One of the highlights for me on the way to Rio was the journey down the Amazon and Rio Negro rivers on a local passenger + mixed cargo river-boat. As is normal, we mostly slept in hammocks on the middle deck, though we also had 2 cabins reserved by the group to keep their luggage in - this is essential where the average sleeper has no protection for his belongings. I wouldn't recommend anyone back-packing by themselves on these boats! Security apart, the journey was most interesting, and gave a good view of local life at the edge of the jungle, and at the many small ports that we stopped at along the way. Food on board was poor, with no vegetarian choice at all, but remembering the last time I had been in the area, I was well prepared with a range of small cans of black beans, sweet corn, and mixed vegetables. The weather was good for most of the time, and I was able to take some lovely photographs of the scenery and people.
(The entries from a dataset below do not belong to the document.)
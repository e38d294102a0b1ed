//! Import block rendering.
//!
//! Only imports that the rendered code actually references are emitted, so a
//! directive that replaced a generated expression never leaves a dangling
//! import behind.

use std::collections::BTreeSet;

use schemaforge_core::{EntityKind, Import, NamingResolver, matches_pattern};

/// Module specifier of the validation library.
pub const ZOD_MODULE: &str = "zod";

/// Module specifier of the ORM client carrying the decimal class.
pub const PRISMA_MODULE: &str = "@prisma/client";

/// Whether `code` references `identifier` as a whole word.
pub fn references_identifier(code: &str, identifier: &str) -> bool {
    let pattern = format!(
        r"(?:^|[^A-Za-z0-9_$]){}(?:$|[^A-Za-z0-9_$])",
        regex::escape(identifier)
    );
    matches_pattern(code, &pattern)
}

/// Imports referenced by `code`, excluding `own_symbol`.
pub fn used_imports<'a>(
    imports: &'a BTreeSet<Import>,
    code: &str,
    own_symbol: &str,
) -> Vec<&'a Import> {
    imports
        .iter()
        .filter(|import| import.identifier() != own_symbol)
        .filter(|import| references_identifier(code, import.identifier()))
        .collect()
}

/// Render one import statement.
///
/// Generated symbols are located by mapping them back to their entity and
/// resolving that entity's file name; `warnings` receives a note when that
/// round trip fails.
pub fn import_statement(
    import: &Import,
    naming: &dyn NamingResolver,
    warnings: &mut Vec<String>,
) -> String {
    let (symbol, kind) = match import {
        Import::Zod => return format!("import {{ z }} from \"{ZOD_MODULE}\";"),
        Import::Prisma => return format!("import {{ Prisma }} from \"{PRISMA_MODULE}\";"),
        Import::Enum(symbol) => (symbol, EntityKind::Enum),
        Import::Model(symbol) => (symbol, EntityKind::Model),
    };

    let file = naming
        .base_name(kind, symbol)
        .and_then(|base| naming.resolve(kind, &base).ok())
        .map(|names| names.file_name);

    let file = file.unwrap_or_else(|| {
        tracing::warn!(
            target: "schemaforge::render",
            symbol = %symbol,
            "Cannot locate module for symbol, importing by symbol name"
        );
        warnings.push(format!("Cannot resolve module for `{symbol}`"));
        symbol.clone()
    });
    format!("import {{ {symbol} }} from \"./{file}\";")
}

#[cfg(test)]
mod tests {
    use super::*;
    use schemaforge_core::PatternNamingResolver;

    #[test]
    fn test_references_identifier_is_word_bounded() {
        assert!(references_identifier("z.lazy(() => UserSchema)", "UserSchema"));
        assert!(!references_identifier("z.lazy(() => AdminUserSchema)", "UserSchema"));
        assert!(!references_identifier("UserSchemaV2", "UserSchema"));
        assert!(references_identifier("z.string()", "z"));
        assert!(!references_identifier("foo.bar()", "z"));
        assert!(references_identifier("z.instanceof(Prisma.Decimal)", "Prisma"));
    }

    #[test]
    fn test_used_imports_filters_unreferenced_and_self() {
        let imports: BTreeSet<Import> = [
            Import::Zod,
            Import::Prisma,
            Import::Model("UserSchema".to_string()),
            Import::Model("PostSchema".to_string()),
        ]
        .into_iter()
        .collect();
        let code =
            "z.object({ author: z.lazy(() => UserSchema), parent: z.lazy(() => PostSchema) })";
        let used: Vec<&str> = used_imports(&imports, code, "PostSchema")
            .into_iter()
            .map(Import::identifier)
            .collect();
        assert_eq!(used, vec!["z", "UserSchema"]);
    }

    #[test]
    fn test_import_statements() {
        let naming = PatternNamingResolver::default();
        let mut warnings = Vec::new();
        assert_eq!(
            import_statement(&Import::Zod, &naming, &mut warnings),
            "import { z } from \"zod\";"
        );
        let role = Import::Enum("RoleSchema".to_string());
        assert_eq!(
            import_statement(&role, &naming, &mut warnings),
            "import { RoleSchema } from \"./Role.schema\";"
        );
        assert!(warnings.is_empty());

        let stmt = import_statement(&Import::Model("Stray".to_string()), &naming, &mut warnings);
        assert_eq!(stmt, "import { Stray } from \"./Stray\";");
        assert_eq!(warnings.len(), 1);
    }
}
The truck continued on a barge of its own, and we rejoined it, and Paul, in Porto Velho, for a journey into the Pantanal wetland area, to the capital Brasilia, and the Spanish colonial town of Ouro Preto, before finally reaching Rio de Janeiro once more, nearly 6 months and 30,000km since I'd left in February. You can see all the daily route maps for the entire journey at my GPS Blog page, where each day's journey can be overlaid on a road map or satellite image of the area. You might also like to see these two group photos taken in Ouro Preto, from my Facebook account: Group Photo 1 and Group Photo 2.

I've had a week to wander around Rio, and its amazing how expensive the city and the country have become. With the Brazil Reais at 2.73 to 1.00 GB Pound, it means that a once cheap destination is fast moving out of reach to the casual backpacker or impecunious photographer. I was pleased to see that just around the corner from my hostel was Rio's only Indian restaurant - I had been there previously in 1991, when there were only 3 Indian restaurants in the whole of the continent. I thought a curry at the RaajMahal would make a nice change from Brazilian food, so went to re-visit it, only to be stopped by the menu on the wall outside. Samosas were 21BRL per portion, and a vegetarian main course of potato curry was 52BRL. Rice was extra, of course, at 21BRL. The cheapest meal, with one drink, would not have left me much change from 35 GB pounds!!! A similar meal in India would cost less than 1 GB pound, and would, I'm sure, taste much nicer. Give me Old Delhi any day!

Am looking forward to my next visit to the UK, and a chance to see family and friends. Am flying back to London with TAM, which if the outbound flight is anything to go by, shouldn't be too bad. I've already got a window seat and a vegetarian meal arranged. By for now - I'll be back in a little while.

Route of Overland Expedition around South America

Before I go, I thought you might like to see this map of South America, made by me, which shows the approximate route taken on this Overland Expedition around South America. As you can see, the route covers two Dragoman Overland trucks: Rio de Janeiro to Quito, and Caracas to Rio de Janeiro.